Looking at the distribution of the number of words in Figure 2, we can see that most tidyverse functions are made up of 2 words (e.g., separate_wider()). The wordiest two functions, however, have a massive 5 words. These are the relatively new fct_na_level_to_value() and fct_na_value_to_level() from forcats, both of which superseded fct_explicit_na() which itself was three words long.
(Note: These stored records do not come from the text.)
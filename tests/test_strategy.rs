use contrib_shooter::config::SimConfig;
use contrib_shooter::error::Error;
use contrib_shooter::game::GameState;
use contrib_shooter::graph::{ContributionGraph, Day, Week};
use contrib_shooter::strategy::{
    strategy_from_name, Action, ColumnStrategy, RandomStrategy, RowStrategy, Strategy,
};

use rand::rngs::StdRng;
use rand::SeedableRng;

fn graph(weeks: &[&[i32]]) -> ContributionGraph {
    ContributionGraph::new(
        weeks
            .iter()
            .map(|levels| Week {
                days: levels
                    .iter()
                    .map(|&level| Day {
                        level,
                        count: 0,
                        date: String::new(),
                    })
                    .collect(),
            })
            .collect(),
    )
    .unwrap()
}

fn make_state(weeks: &[&[i32]]) -> GameState {
    GameState::new(
        &graph(weeks),
        SimConfig::default(),
        &mut StdRng::seed_from_u64(42),
    )
}

fn plan(strategy: &dyn Strategy, state: &GameState, seed: u64) -> Vec<Action> {
    strategy
        .plan(state, &mut StdRng::seed_from_u64(seed))
        .collect()
}

// Enemies: (week 0, day 1, health 2), (week 2, day 0, health 1),
// (week 2, day 2, health 3).  Total health 6.
fn sample_state() -> GameState {
    make_state(&[&[0, 2, 0], &[0, 0, 0], &[1, 0, 3]])
}

// ── Column strategy ───────────────────────────────────────────────────────────

#[test]
fn column_sweeps_columns_left_to_right() {
    let actions = plan(&ColumnStrategy, &sample_state(), 1);
    let xs: Vec<i32> = actions.iter().map(|a| a.x).collect();
    assert_eq!(xs, vec![0, 0, 2, 2, 2, 2]);
    assert!(actions.iter().all(|a| a.shoot));
}

#[test]
fn column_emits_one_action_per_required_hit() {
    let actions = plan(&ColumnStrategy, &sample_state(), 1);
    assert_eq!(actions.len(), 6); // 2 + 1 + 3
}

// ── Row strategy ──────────────────────────────────────────────────────────────

#[test]
fn row_sweeps_rows_top_to_bottom() {
    let actions = plan(&RowStrategy, &sample_state(), 1);
    let xs: Vec<i32> = actions.iter().map(|a| a.x).collect();
    // Day 0 first (week 2, health 1), then day 1 (week 0, health 2),
    // then day 2 (week 2, health 3).
    assert_eq!(xs, vec![2, 0, 0, 2, 2, 2]);
}

// ── Random strategy ───────────────────────────────────────────────────────────

#[test]
fn random_is_deterministic_for_a_fixed_seed() {
    let state = sample_state();
    let a = plan(&RandomStrategy, &state, 9);
    let b = plan(&RandomStrategy, &state, 9);
    assert_eq!(a, b);
}

#[test]
fn random_still_covers_every_hit() {
    let actions = plan(&RandomStrategy, &sample_state(), 9);
    assert_eq!(actions.len(), 6);
    assert_eq!(actions.iter().filter(|a| a.x == 0).count(), 2);
    assert_eq!(actions.iter().filter(|a| a.x == 2).count(), 4);
    assert!(actions.iter().all(|a| a.shoot));
}

#[test]
fn random_keeps_one_enemys_hits_consecutive() {
    // Hits for one enemy stay grouped so a target dies before the ship
    // moves on.  With three enemies the plan is three uniform runs.
    let actions = plan(&RandomStrategy, &sample_state(), 9);
    let mut runs: Vec<(i32, usize)> = Vec::new();
    for action in &actions {
        match runs.last_mut() {
            Some((x, n)) if *x == action.x => *n += 1,
            _ => runs.push((action.x, 1)),
        }
    }
    // Columns 0 (one enemy, 2 hits) and 2 (two enemies, 1 + 3 hits) can at
    // most split into three runs; grouped hits never interleave.
    assert!(runs.len() <= 3);
    assert!(runs.iter().all(|&(_, n)| n >= 1));
}

// ── Scenario from the one-week grid ───────────────────────────────────────────

#[test]
fn single_week_grid_plans_exactly_the_needed_hits() {
    // Levels [1,0,2,0,0,3,0]: three enemies in the single column, healths
    // 1 + 2 + 3, so six firing actions all targeting column 0.
    let state = make_state(&[&[1, 0, 2, 0, 0, 3, 0]]);
    let actions = plan(&ColumnStrategy, &state, 1);
    assert_eq!(actions.len(), 6);
    assert!(actions.iter().all(|a| a.x == 0 && a.shoot));
}

#[test]
fn empty_grid_plans_nothing() {
    let state = make_state(&[&[0, 0, 0], &[0, 0, 0]]);
    assert!(plan(&ColumnStrategy, &state, 1).is_empty());
    assert!(plan(&RowStrategy, &state, 1).is_empty());
    assert!(plan(&RandomStrategy, &state, 1).is_empty());
}

// ── Selector ──────────────────────────────────────────────────────────────────

#[test]
fn strategy_from_name_resolves_known_names() {
    for name in ["column", "row", "random"] {
        assert!(strategy_from_name(name).is_ok());
    }
}

#[test]
fn strategy_from_name_rejects_unknown_names() {
    let err = strategy_from_name("spiral").unwrap_err();
    match err {
        Error::UnknownStrategy(name) => assert_eq!(name, "spiral"),
        other => panic!("expected UnknownStrategy, got {other:?}"),
    }
}
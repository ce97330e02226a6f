//! Outbound request interception.
//!
//! Every request the dashboard sends goes through [`Transport`], which attaches
//! the session's access credential as a bearer token and reacts to the response
//! class before handing the response back unchanged:
//!
//! | status | reaction |
//! |---|---|
//! | 401 | signal the session manager to end the session (no refresh-and-retry) |
//! | 403 | [`Notice::PermissionDenied`] |
//! | 5xx | [`Notice::ServerError`] |
//!
//! The transport never calls into the session manager directly. It shares a
//! [`SessionLink`] with it: the manager publishes the current access credential
//! into the link, and the transport sends [`TransportSignal`]s back over a
//! channel that the manager drains.

use parking_lot::RwLock;
use reqwest::{Client, Method, Response, StatusCode};
use serde::Serialize;
use std::sync::Arc;
use std::time::Duration;
use tokio::sync::mpsc;
use tracing::{debug, instrument};
use url::Url;

use crate::config::GatewayConfig;
use crate::errors::{Error, Result};
use crate::notifications::{Notice, NoticeBus};

/// Reports from the transport to the session manager.
#[derive(Debug, Clone, PartialEq, Eq)]
pub enum TransportSignal {
    /// A request carrying `credential` was answered with 401
    Unauthorized { credential: Option<String> },
}

/// State shared between the session manager and the transport.
#[derive(Debug, Clone)]
pub struct SessionLink {
    access_token: Arc<RwLock<Option<String>>>,
    signals: mpsc::UnboundedSender<TransportSignal>,
    notices: NoticeBus,
}

impl SessionLink {
    /// Create a link and the receiving end of its signal channel.
    pub fn new(notices: NoticeBus) -> (Self, mpsc::UnboundedReceiver<TransportSignal>) {
        let (signals, receiver) = mpsc::unbounded_channel();
        let link = Self {
            access_token: Arc::new(RwLock::new(None)),
            signals,
            notices,
        };
        (link, receiver)
    }

    pub fn access_token(&self) -> Option<String> {
        self.access_token.read().clone()
    }

    pub(crate) fn set_access_token(&self, token: Option<String>) {
        *self.access_token.write() = token;
    }

    pub fn notices(&self) -> &NoticeBus {
        &self.notices
    }

    fn signal(&self, signal: TransportSignal) {
        if self.signals.send(signal).is_err() {
            debug!("Session manager is gone, dropping transport signal");
        }
    }
}

/// Which bearer credential a request carries.
#[derive(Debug, Clone, Copy)]
pub enum Bearer<'a> {
    /// Whatever the session currently holds, if anything
    Session,
    /// A specific token, regardless of session state
    Explicit(&'a str),
    None,
}

/// Makes sure a url has a trailing slash, so that `join` appends rather than replaces
/// the last path segment.
fn ensure_slash(url: &Url) -> Url {
    if url.path().ends_with('/') {
        url.clone()
    } else {
        let mut new_url = url.clone();
        let mut path = new_url.path().to_string();
        path.push('/');
        new_url.set_path(&path);
        new_url
    }
}

#[derive(Debug, Clone)]
pub struct Transport {
    client: Client,
    base_url: Url,
    request_timeout: Duration,
    link: SessionLink,
}

impl Transport {
    pub fn new(config: &GatewayConfig, link: SessionLink) -> Self {
        let client = Client::builder()
            .timeout(config.request_timeout)
            .build()
            .expect("Failed to create HTTP client");
        Self {
            client,
            base_url: config.base_url.clone(),
            request_timeout: config.request_timeout,
            link,
        }
    }

    pub fn link(&self) -> &SessionLink {
        &self.link
    }

    fn url(&self, path: &str) -> Result<Url> {
        ensure_slash(&self.base_url)
            .join(path.trim_start_matches('/'))
            .map_err(|e| Error::Internal {
                operation: format!("construct URL for {path}: {e}"),
            })
    }

    pub async fn get(&self, path: &str) -> Result<Response> {
        self.send::<()>(Method::GET, path, None, Bearer::Session).await
    }

    pub async fn post_json<B: Serialize + ?Sized>(&self, path: &str, body: &B) -> Result<Response> {
        self.send(Method::POST, path, Some(body), Bearer::Session).await
    }

    pub async fn put_json<B: Serialize + ?Sized>(&self, path: &str, body: &B) -> Result<Response> {
        self.send(Method::PUT, path, Some(body), Bearer::Session).await
    }

    pub async fn delete(&self, path: &str) -> Result<Response> {
        self.send::<()>(Method::DELETE, path, None, Bearer::Session).await
    }

    /// Send a request and apply the interception rules to its response.
    ///
    /// Connection failures and timeouts are `Error::NetworkUnavailable`. Any HTTP
    /// response, successful or not, is returned to the caller after interception.
    #[instrument(skip(self, body, bearer))]
    pub async fn send<B: Serialize + ?Sized>(&self, method: Method, path: &str, body: Option<&B>, bearer: Bearer<'_>) -> Result<Response> {
        let url = self.url(path)?;
        let credential = match bearer {
            Bearer::Session => self.link.access_token(),
            Bearer::Explicit(token) => Some(token.to_string()),
            Bearer::None => None,
        };

        let mut request = self.client.request(method, url).timeout(self.request_timeout);
        if let Some(token) = &credential {
            request = request.bearer_auth(token);
        }
        if let Some(body) = body {
            request = request.json(body);
        }

        let response = request.send().await.map_err(|e| Error::NetworkUnavailable {
            message: format!("{path}: {e}"),
        })?;

        self.intercept(path, response.status(), credential);
        Ok(response)
    }

    fn intercept(&self, path: &str, status: StatusCode, credential: Option<String>) {
        if status == StatusCode::UNAUTHORIZED {
            debug!(path, "Request was unauthorized, signalling session manager");
            self.link.signal(TransportSignal::Unauthorized { credential });
        } else if status == StatusCode::FORBIDDEN {
            self.link.notices.emit(Notice::PermissionDenied { path: path.to_string() });
        } else if status.is_server_error() {
            self.link.notices.emit(Notice::ServerError {
                status: status.as_u16(),
                path: path.to_string(),
            });
        }
    }
}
The least wordy tidyverse functions actually have no words at all, those being: %>%, %+%, %–%, %!>%, %$%, %<>%, %@%, %||%, !!, !!!, %@%<-, %|%, %<~%, :=. As you can tell, they’re mostly magrittr pipes and rlang syntax stuff.

functions %>%
  count(fun.words, pkg.core) %>%
  mutate(color = if_else(pkg.core, "Core", "Non-Core"),
         fun.words = if_else(is.na(fun.words), 0, fun.words)) %>%
  plot_ly(x = ~factor(fun.words), y = ~n, colors = "Dark2") %>%
  add_bars(color = ~color) %>%
  layout(xaxis = list(title = "Number of Words"))

Figure 2: Counts of the number of words in tidyverse functions. A function with 0 words has no English characters (e.g., %>%).

Superseded Functions

All of that was interesting, but lets examine the original point of this post - are superseded functions shorter than new ones?

First, lets make sure that we’re only looking at packages that are actually classified using lifecycle. Of the remaining packages, all of the NA values represent stable functions.

functions2 <-
  filter(functions, any(!is.na(lifecycle)), .by = pkg) %>%
  mutate(lifecycle = replace_na(lifecycle, "stable"))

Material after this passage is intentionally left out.